Another Tibetan, who did not give his name, said he saw Pema Tsepak in handcuffs as authorities brought him to Dzogang county hospital to treat his injuries.
Nyima Norbu, a Tibetan living in Dharamsala, India, seat of the Tibetan government-in-exile, said that local officials had confirmed Pema Tsepak's death.
"Chinese police informed Dzogang officials that Pema Tsepak had died in Chamdo and that his body will be cremated there," Nyima Norbu, also a Dzogang native, said.
Ruled a suicide
Jamyang, the brother of a Tibetan official from Punda town where Pema Tsepak lived, said that one family member of each of the three detainees had traveled to Dzogang to visit with them.

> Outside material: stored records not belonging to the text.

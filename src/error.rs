use thiserror::Error;

use crate::convert::ConversionError;
use crate::instrument::TransformError;

#[derive(Error, Debug)]
pub enum JudgeletError {
    // Configuration errors
    #[error("Configuration error: {0}")]
    Config(String),

    #[error("Configuration file not found: {path}")]
    ConfigNotFound { path: String },

    #[error("TOML parse error: {0}")]
    TomlParse(String),

    // Sandbox errors
    #[error("Sandbox initialization failed: {0}")]
    SandboxInit(String),

    #[error("Backend '{backend}' is not available: {reason}")]
    BackendNotAvailable { backend: String, reason: String },

    #[error("Sandbox launch failed: {0}")]
    SandboxLaunch(String),

    #[error("Sandbox protocol error: {0}")]
    Protocol(String),

    #[error("Execution controller was disposed")]
    Disposed,

    // Content errors
    #[error("Instrumentation failed: {0}")]
    Transform(#[from] TransformError),

    #[error("Type conversion failed: {0}")]
    Conversion(#[from] ConversionError),

    #[error("Invalid test content: {0}")]
    InvalidContent(String),

    // IO errors
    #[error("IO error: {0}")]
    Io(#[from] std::io::Error),

    // Serialization errors
    #[error("JSON error: {0}")]
    Json(#[from] serde_json::Error),

    // Generic wrapper
    #[error(transparent)]
    Other(#[from] anyhow::Error),
}

impl JudgeletError {
    /// Errors caused by the learner's content rather than the host.
    pub fn is_content_error(&self) -> bool {
        matches!(
            self,
            Self::Transform(_) | Self::Conversion(_) | Self::InvalidContent(_)
        )
    }
}

pub type Result<T> = std::result::Result<T, JudgeletError>;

They were told upon arrival that the detainees had been moved to Chamdo.
"Only one person could go to visit them in Chamdo. Finally Lobsang Jampa, the elder brother of Pema Tsepak, was taken there. When he reached Chamdo, he was informed that his brother Pema Tsepak had jumped from the top of a building and died," Jamyang said, in an interview from Canada.
Calls seeking comment from police in Chamdo went unanswered.
Jamyang said that while Lobsang Jampa traveled to Chamdo, a convoy of 18 vehicles, including army trucks carrying soldiers and officials, arrived in Punda town and began searching the homes of the detainees.
"They searched the homes of the [detainees] and took away photos of His Holiness the Dalai Lama. When officials reached Pema Tsepak's home, they informed his family members of his death. They said that Pema Tsepak had attacked a police officer with a knife and then jumped from the window of the building and died," Jamyang said.
Protesters rounded up
On Jan. 20, Pema Tsepak, Thinley Ngodrub, 24; and his brother Thargyal, 23, were attacked and detained by police as they walked towards the local police headquarters in Tsawa Dzogang. They were carrying a white banner reading "Independence for Tibet," distributing fliers, and shouting slogans against Chinese rule.
A 19 year-old girl named Dechen Wangmo, found in possession of Pema Tsepak's mobile phone, was also detained.
Namgyal Tsering said that in a separate incident on Jan. 22, three Tibetans, including Thinley Gyatso, 44; Tashi Norbu, 29; and Lobsang Lhamo, 27, were also detained immediately after staging a protest.
"Except for one boy, the rest are all from Punda town," he said.
Nyima Norbu said that Thinley Gyatso, Dechen Wangmo, and Lobsang Lhamo had been released, but that the others were still in custody.
"Tashi Norbu is detained at the Dzogang county jail, while the other two protestors are still detained in Chamdo," he said.
Continuing unrest
Tensions in the Tibetan region are expected to escalate around the one-year anniversary of a crackdown in March 2008 on anti-China demonstrations and the 50th anniversary, also in March, of a failed national rebellion.
China's Sichuan province and other Tibetan-populated areas of China saw repeated protests last year following demonstrations in the Tibetan capital, Lhasa, which led to violent riots on March 14.
Tibet's government in exile said more than 200 Tibetans were killed in the subsequent region-wide crackdown. China has meanwhile reported police as having killed just one "insurgent" and blames Tibetan "rioters" for the deaths of 21 people.